- [TASK STATEMENT]: Go through the records and give the number of lines that include "PullRequest", with nothing else.

(Saved data entries)
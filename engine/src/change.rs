//! Primitive store mutations.
//!
//! The engine never touches storage directly. Each logical edit is expressed
//! as a [`ChangeSet`]: an ordered list of [`Change`]s that a [`NodeStore`]
//! applies atomically. Change sets are serializable so they can be journaled
//! and replayed.
//!
//! [`NodeStore`]: crate::NodeStore

use crate::{
    Container, ContainerId, Membership, Project, ProjectId, PullRequest, Snippet, SnippetId,
    Timestamp, UserId, Version, VersionId,
};
use serde::{Deserialize, Serialize};
use std::collections::BTreeSet;

/// Reference to a container or snippet row.
#[derive(Debug, Clone, Copy, PartialEq, Eq, Serialize, Deserialize)]
#[serde(tag = "kind", content = "id", rename_all = "camelCase")]
pub enum NodeRef {
    Container(ContainerId),
    Snippet(SnippetId),
}

/// One primitive mutation.
#[derive(Debug, Clone, PartialEq, Serialize, Deserialize)]
#[serde(tag = "op", rename_all = "camelCase")]
pub enum Change {
    /// Insert a project row
    InsertProject(Project),
    /// Replace a project's description
    #[serde(rename_all = "camelCase")]
    DescribeProject {
        project: ProjectId,
        description: String,
    },
    #[serde(rename_all = "camelCase")]
    AddMember { project: ProjectId, user: UserId },
    #[serde(rename_all = "camelCase")]
    RemoveMember { project: ProjectId, user: UserId },
    /// Insert a version row with its initial membership
    #[serde(rename_all = "camelCase")]
    InsertVersion {
        version: Version,
        membership: Membership,
    },
    /// Set a version's commit latch
    #[serde(rename_all = "camelCase")]
    CommitVersion { version: VersionId },
    #[serde(rename_all = "camelCase")]
    SetMergeParent {
        version: VersionId,
        merge_parent: VersionId,
    },
    InsertContainer(Container),
    InsertSnippet(Snippet),
    InsertPullRequest(PullRequest),
    /// Make a node visible in a version, optionally as a root
    #[serde(rename_all = "camelCase")]
    Connect {
        version: VersionId,
        node: NodeRef,
        first_layer: bool,
    },
    /// Remove a node from a version's membership and first-layer sets
    #[serde(rename_all = "camelCase")]
    Disconnect { version: VersionId, node: NodeRef },
}

impl Change {
    /// The version whose membership, latch or lineage this change edits.
    pub fn edited_version(&self) -> Option<&VersionId> {
        match self {
            Change::Connect { version, .. }
            | Change::Disconnect { version, .. }
            | Change::CommitVersion { version }
            | Change::SetMergeParent { version, .. } => Some(version),
            _ => None,
        }
    }
}

/// The changes of one logical edit, applied all-or-nothing.
#[derive(Debug, Clone, PartialEq, Serialize, Deserialize)]
#[serde(rename_all = "camelCase")]
pub struct ChangeSet {
    /// When the edit was made (milliseconds since epoch)
    pub at: Timestamp,
    pub changes: Vec<Change>,
}

impl ChangeSet {
    /// Create an empty change set.
    pub fn new(at: Timestamp) -> Self {
        Self {
            at,
            changes: Vec::new(),
        }
    }

    /// Append a change.
    pub fn push(&mut self, change: Change) -> &mut Self {
        self.changes.push(change);
        self
    }

    /// Builder form of [`ChangeSet::push`].
    pub fn with(mut self, change: Change) -> Self {
        self.changes.push(change);
        self
    }

    pub fn iter(&self) -> impl Iterator<Item = &Change> {
        self.changes.iter()
    }

    pub fn len(&self) -> usize {
        self.changes.len()
    }

    pub fn is_empty(&self) -> bool {
        self.changes.is_empty()
    }

    /// Versions this change set edits; their `updated_at` moves to [`ChangeSet::at`].
    pub fn edited_versions(&self) -> BTreeSet<VersionId> {
        self.changes
            .iter()
            .filter_map(Change::edited_version)
            .copied()
            .collect()
    }
}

- [RESPONSE TO THE TASK]: 2